Using the Minifier

We have a pretty convenient test case minifier with this interface

def minifier(fail_f: fx.GraphModule, inps, module_fails):
    Minimizes a FX graph with given inputs, such that the resulting FX graph still returns True for module_fails.

    Does 2 main strategies:
    1. Truncates suffix: Removes some suffix from the graph and sets a new output.
    2. Delta Debugging: Tries replacing half of the graph with inputs. If fails,
        tries replacing quarter of the graph, etc.

    >>> failing_function = fx.symbolic_trace(f)
    >>> minimize(failing_function, [torch.randn(5)], lambda fx_g, inps: fx_g(*inps))

    note: module_fails returns True if it fails.

Specifically, it takes your FX graph, and tries to minify it with the following 4 strategies (while checking that the resulting graph still returns True for module_fails), until it can’t minify it anymore.

  1. Truncates Suffix: Given a FX graph, it tries to remove some suffix from the graph. For example, given this:

def f(a):
    b = x * 2
    c = b + 3
    d = c / 4
    return d

It might try truncating the suffix, and get

def f(a):
    b = x * 2
    c = b + 3
    return c

It tries this in a binary search manner, trying to remove the last 1/2, then 3/4, 1/4 then 7/8, 5/8, 3/8…

  1. Delta Debugging: Of course, removing the suffix isn’t always sufficient to minify a graph. What if the error is caused by the first instruction? So, we take an approach inspired by delta debugging - we try removing intermediate nodes of the graph. Unlike with suffixes, there are still dependencies on the removed nodes. So, instead of removing them entirely, we promote them to inputs. For example, given the above example:

def f(a):
    b = x * 2
    c = b + 3
    d = c / 4
    return d

We might remove a middle node (say, c, in this case).

def f(a, c):
    b = x * 2
    d = c / 4
    return d

Finally, there are 2 auxiliary strategies - eliminating dead code and removing unused inputs. These are somewhat self-explanatory.

So, let’s take a look at a toy example. Let’s pretend that our graph fails if it has a “multiply” in it. Let’s create a failing graph.

import torch
import torch.fx as fx
from functorch.compile import minifier

def failing_f(x, y):
    y = torch.ops.aten.div(x, y)
    x = torch.ops.aten.add(x, 3)
    x = torch.ops.aten.mul(x, y)
    return torch.ops.aten.sub(x, y)

inps = [torch.randn(3), torch.randn(3)]

def pass_checker(fx_g, inps):
    return (torch.ops.aten.mul in { for i in fx_g.graph.nodes})

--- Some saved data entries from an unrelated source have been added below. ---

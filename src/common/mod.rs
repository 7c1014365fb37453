// Common module - shared types and utilities across all modules

pub mod config;
pub mod error;
pub mod extract;
pub mod helpers;
pub mod id_generator;
pub mod migrations;
pub mod state;
pub mod validation;

#[cfg(test)]
pub mod testing;

// Re-export commonly used types for convenience
pub use config::AppConfig;
pub use error::ApiError;
pub use extract::JsonBody;
pub use helpers::{safe_email_log, safe_token_log};
pub use id_generator::*;
pub use state::AppState;
pub use validation::{ValidationResult, Validator};
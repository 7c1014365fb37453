// Shared fixtures for database-backed tests

use axum::body::{to_bytes, Body};
use axum::http::{header, HeaderMap, Method, Request, StatusCode};
use serde_json::Value;
use sqlx::sqlite::SqlitePoolOptions;
use sqlx::SqlitePool;
use std::sync::Arc;
use tower::ServiceExt;

use super::config::{AppConfig, SessionConfig};
use super::{generate_session_token, generate_user_id, migrations, AppState};

/// In-memory database with the full schema.
///
/// A single connection keeps every query on the same in-memory database.
pub async fn setup_test_db() -> SqlitePool {
    let pool = SqlitePoolOptions::new()
        .max_connections(1)
        .connect("sqlite::memory:")
        .await
        .unwrap();

    migrations::run_migrations(&pool, false).await.unwrap();

    pool
}

pub fn test_config() -> AppConfig {
    AppConfig {
        database_url: "sqlite::memory:".to_string(),
        port: 0,
        cors_origins: vec!["http://localhost:3000".to_string()],
        session: SessionConfig::default(),
        reset_db: false,
    }
}

pub async fn setup_test_state() -> AppState {
    AppState::new(setup_test_db().await, test_config())
}

/// Insert a user directly, returning `(user_id, session_token)`.
pub async fn insert_test_user(pool: &SqlitePool, nickname: &str) -> (String, String) {
    let user_id = generate_user_id();
    let token = generate_session_token();

    sqlx::query(
        "INSERT INTO users (id, name, nickname, email, birth, session_id) VALUES (?, ?, ?, ?, ?, ?)",
    )
    .bind(&user_id)
    .bind(format!("Test {nickname}"))
    .bind(nickname)
    .bind(format!("{nickname}@example.com"))
    .bind("1990-05-17T00:00:00.000Z")
    .bind(&token)
    .execute(pool)
    .await
    .unwrap();

    (user_id, token)
}

pub struct TestResponse {
    pub status: StatusCode,
    pub headers: HeaderMap,
    pub body: Value,
}

/// Drive the full router with one request, optionally carrying a session cookie.
pub async fn send(
    state: &AppState,
    method: Method,
    uri: &str,
    session: Option<&str>,
    body: Option<Value>,
) -> TestResponse {
    let router = crate::app::build_router(Arc::new(state.clone()));

    let mut builder = Request::builder().method(method).uri(uri);
    if let Some(token) = session {
        builder = builder.header(
            header::COOKIE,
            format!("{}={}", state.session().cookie_name, token),
        );
    }
    let request = match body {
        Some(json) => builder
            .header(header::CONTENT_TYPE, "application/json")
            .body(Body::from(json.to_string()))
            .unwrap(),
        None => builder.body(Body::empty()).unwrap(),
    };

    let response = router.oneshot(request).await.unwrap();
    let status = response.status();
    let headers = response.headers().clone();
    let bytes = to_bytes(response.into_body(), usize::MAX).await.unwrap();
    let body = if bytes.is_empty() {
        Value::Null
    } else {
        serde_json::from_slice(&bytes).unwrap()
    };

    TestResponse {
        status,
        headers,
        body,
    }
}
// src/entries/metrics.rs
//! Diet adherence metrics

use super::models::DietMetrics;

/// Length of the longest contiguous run of `true` flags.
pub fn longest_streak<I>(flags: I) -> i64
where
    I: IntoIterator<Item = bool>,
{
    let mut current = 0;
    let mut best = 0;

    for in_diet in flags {
        current = if in_diet { current + 1 } else { 0 };
        best = best.max(current);
    }

    best
}

impl DietMetrics {
    /// `total_meals_out_diet` is always derived, never stored.
    pub fn new(total_meals: i64, total_meals_in_diet: i64, best: i64) -> Self {
        Self {
            total_meals,
            total_meals_in_diet,
            total_meals_out_diet: total_meals - total_meals_in_diet,
            best,
        }
    }

    /// Metrics over flags already in scan order.
    #[cfg(test)]
    pub fn from_flags(flags: &[bool]) -> Self {
        let total = flags.len() as i64;
        let in_diet = flags.iter().filter(|f| **f).count() as i64;
        Self::new(total, in_diet, longest_streak(flags.iter().copied()))
    }
}
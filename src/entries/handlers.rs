// src/entries/handlers.rs
//
// One handler set serves both /meals and /diets; the router layers the
// `EntryKind` in as an extension.

use axum::{
    extract::{Extension, Json, Path},
    http::StatusCode,
};
use serde_json::json;
use std::sync::Arc;
use tracing::{info, warn};

use super::models::{CreateEntryRequest, EntryKind, UpdateEntryRequest};
use super::services::EntriesService;
use crate::auth::SessionUser;
use crate::common::{parse_entity_id, ApiError, AppState, JsonBody};

fn service(state: &AppState, kind: EntryKind) -> EntriesService {
    EntriesService::new(state.db.clone(), kind)
}

/// POST /{kind} - Create an entry owned by the session user; 201, empty body
pub async fn create_entry(
    Extension(state): Extension<Arc<AppState>>,
    Extension(kind): Extension<EntryKind>,
    session: SessionUser,
    JsonBody(request): JsonBody<CreateEntryRequest>,
) -> Result<StatusCode, ApiError> {
    info!(user_id = %session.id, kind = %kind, name = %request.name, "Creating entry");

    service(&state, kind).create(&session.id, &request).await?;

    Ok(StatusCode::CREATED)
}

/// GET /{kind} - All entries of the session user
pub async fn list_entries(
    Extension(state): Extension<Arc<AppState>>,
    Extension(kind): Extension<EntryKind>,
    session: SessionUser,
) -> Result<Json<serde_json::Value>, ApiError> {
    let entries = service(&state, kind).list(&session.id).await?;

    Ok(Json(json!({ kind.table(): entries })))
}

/// GET /{kind}/:id
pub async fn get_entry(
    Extension(state): Extension<Arc<AppState>>,
    Extension(kind): Extension<EntryKind>,
    session: SessionUser,
    Path(raw_id): Path<String>,
) -> Result<Json<serde_json::Value>, ApiError> {
    let entry_id = parse_id(&raw_id)?;
    let entry = service(&state, kind).get(&session.id, &entry_id).await?;

    Ok(Json(json!({ kind.singular(): entry })))
}

/// PUT /{kind}/:id - Partial update, returns the merged entry
pub async fn update_entry(
    Extension(state): Extension<Arc<AppState>>,
    Extension(kind): Extension<EntryKind>,
    session: SessionUser,
    Path(raw_id): Path<String>,
    JsonBody(request): JsonBody<UpdateEntryRequest>,
) -> Result<Json<serde_json::Value>, ApiError> {
    let entry_id = parse_id(&raw_id)?;
    let entry = service(&state, kind)
        .update(&session.id, &entry_id, &request)
        .await?;

    Ok(Json(json!({ kind.singular(): entry })))
}

/// DELETE /{kind}/:id - 204, empty body
pub async fn delete_entry(
    Extension(state): Extension<Arc<AppState>>,
    Extension(kind): Extension<EntryKind>,
    session: SessionUser,
    Path(raw_id): Path<String>,
) -> Result<StatusCode, ApiError> {
    let entry_id = parse_id(&raw_id)?;
    service(&state, kind).delete(&session.id, &entry_id).await?;

    Ok(StatusCode::NO_CONTENT)
}

/// GET /{kind}/metrics - Totals and best in-diet streak
pub async fn entry_metrics(
    Extension(state): Extension<Arc<AppState>>,
    Extension(kind): Extension<EntryKind>,
    session: SessionUser,
) -> Result<Json<serde_json::Value>, ApiError> {
    let metrics = service(&state, kind).metrics(&session.id).await?;

    Ok(Json(json!({ "metrics": metrics })))
}

fn parse_id(raw_id: &str) -> Result<String, ApiError> {
    parse_entity_id(raw_id).map_err(|e| {
        warn!(raw_id = %raw_id, "Rejected non-uuid entry id");
        e
    })
}
// src/common/config.rs
//! Runtime configuration loaded from the environment (and `.env`)

use std::env;
use std::str::FromStr;
use tracing::{info, warn};

pub const DEFAULT_DATABASE_URL: &str = "sqlite://diet_api.db";
pub const DEFAULT_PORT: u16 = 8080;
pub const DEFAULT_CORS_ORIGINS: &str = "http://localhost:3000,http://localhost:5173";
pub const DEFAULT_SESSION_COOKIE_NAME: &str = "sessionId";
pub const DEFAULT_SESSION_MAX_AGE_DAYS: i64 = 7;

#[derive(Debug, Clone)]
pub struct AppConfig {
    pub database_url: String,
    pub port: u16,
    pub cors_origins: Vec<String>,
    pub session: SessionConfig,
    pub reset_db: bool,
}

/// How the session token travels to and from the client
#[derive(Debug, Clone)]
pub struct SessionConfig {
    pub cookie_name: String,
    pub max_age_days: i64,
    pub secure: bool,
}

impl Default for SessionConfig {
    fn default() -> Self {
        Self {
            cookie_name: DEFAULT_SESSION_COOKIE_NAME.to_string(),
            max_age_days: DEFAULT_SESSION_MAX_AGE_DAYS,
            secure: false,
        }
    }
}

impl AppConfig {
    pub fn from_env() -> Self {
        let database_url =
            env::var("DATABASE_URL").unwrap_or_else(|_| DEFAULT_DATABASE_URL.to_string());

        let cors_origins = env::var("CORS_ORIGINS")
            .unwrap_or_else(|_| DEFAULT_CORS_ORIGINS.to_string())
            .split(',')
            .map(|origin| origin.trim().to_string())
            .filter(|origin| !origin.is_empty())
            .collect();

        let session = SessionConfig {
            cookie_name: env::var("SESSION_COOKIE_NAME")
                .ok()
                .filter(|name| !name.trim().is_empty())
                .unwrap_or_else(|| DEFAULT_SESSION_COOKIE_NAME.to_string()),
            max_age_days: parse_or("SESSION_MAX_AGE_DAYS", DEFAULT_SESSION_MAX_AGE_DAYS),
            secure: flag("COOKIE_SECURE"),
        };

        Self {
            database_url,
            port: parse_or("PORT", DEFAULT_PORT),
            cors_origins,
            session,
            reset_db: flag("RESET_DB"),
        }
    }

    pub fn log_summary(&self) {
        info!(
            database_url = %self.database_url,
            port = self.port,
            cors_origins = ?self.cors_origins,
            cookie_name = %self.session.cookie_name,
            session_max_age_days = self.session.max_age_days,
            cookie_secure = self.session.secure,
            reset_db = self.reset_db,
            "Configuration loaded"
        );
    }
}

fn flag(key: &str) -> bool {
    env::var(key)
        .map(|v| v.trim().eq_ignore_ascii_case("true"))
        .unwrap_or(false)
}

fn parse_or<T>(key: &str, default: T) -> T
where
    T: FromStr + Copy + std::fmt::Display,
{
    match env::var(key) {
        Ok(raw) => raw.trim().parse().unwrap_or_else(|_| {
            warn!("Invalid {key} value '{raw}', using default: {default}");
            default
        }),
        Err(_) => default,
    }
}

#[cfg(test)]
mod tests {
    use super::*;

    #[test]
    fn test_session_defaults() {
        let session = SessionConfig::default();
        assert_eq!(session.cookie_name, "sessionId");
        assert_eq!(session.max_age_days, 7);
        assert!(!session.secure);
    }

    #[test]
    fn test_parse_or_falls_back_on_garbage() {
        env::set_var("DIET_API_TEST_PORT_GARBAGE", "not-a-port");
        assert_eq!(parse_or("DIET_API_TEST_PORT_GARBAGE", 8080u16), 8080);

        env::set_var("DIET_API_TEST_PORT_OK", " 3333 ");
        assert_eq!(parse_or("DIET_API_TEST_PORT_OK", 8080u16), 3333);

        assert_eq!(parse_or("DIET_API_TEST_PORT_UNSET", 42i64), 42);
    }

    #[test]
    fn test_flag() {
        env::set_var("DIET_API_TEST_FLAG_ON", "TRUE");
        env::set_var("DIET_API_TEST_FLAG_OFF", "yes");
        assert!(flag("DIET_API_TEST_FLAG_ON"));
        assert!(!flag("DIET_API_TEST_FLAG_OFF"));
        assert!(!flag("DIET_API_TEST_FLAG_UNSET"));
    }
}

min_f, inps = minifier(fx.symbolic_trace(failing_f), inps, pass_checker)
[W OperatorEntry.cpp:133] Warning: Overriding a previously registered kernel for the same operator and the same dispatch key
  operator: aten::multiply.Tensor(Tensor self, Tensor other) -> (Tensor)
    registered at aten/src/ATen/RegisterSchema.cpp:6
  dispatch key: FuncTorchBatched
  previous kernel: registered at aten/src/ATen/RegisterCompositeImplicitAutograd.cpp:10338
       new kernel: registered at /fsx/users/chilli/work/functorch/functorch/csrc/BatchRulesDecompositions.cpp:108 (function registerKernel)
Started off with 7 nodes
Current size: 7
Strategy: Remove suffix

SUCCESS: Removed [4:7)

Current size: 6
Strategy: Delta Debugging
SUCCESS: Removed (0:4] - Went from 2 placeholders to 4

Current size: 6
Strategy: Remove unused inputs
SUCCESS: Went from 4 inputs to 2 inputs

Current size: 4
Strategy: Remove suffix
FAIL: Could not remove suffix
Strategy: Delta Debugging
FAIL: Could not remove prefix

inps = [(torch.Size([3]), torch.float32), (torch.Size([3]), torch.float32)]
inps = [torch.zeros(())] + [torch.ones(shape, dtype=dtype, device='cuda') for (shape, dtype) in inps]

def forward(self, div, add):
    mul = torch.ops.aten.mul(add, div);  add = div = None
    return (mul,)
f = torch.jit.script(forward)
with torch.jit.fuser("fuser2"):
  for _ in range(5):

Tada! Our graph is now a minimal example that still fails.

Since the primary use case of this minifier (for now) is for NVFuser repros, we print out a string for convenience that creates a self-contained repro to run the minified graph with NVFuser.

Note that in practice, we provide 2 main “graph checkers” - check_nvfuser_subprocess and check_nvfuser_correctness_subprocess. These are used to check for errors and correctness (i.e. do the results match eager) respectively. These can be used like

from functorch.compile import minifier, check_nvfuser_subprocess, check_nvfuser_correctness_subprocess
minifier(failing_graph, inps, check_nvfuser_subprocess)

However, assuming you’re using AOTAutograd, there’s another problem - how do you obtain the FX graph in the first place to pass to the minifier? One possible way is simply to use print_compile.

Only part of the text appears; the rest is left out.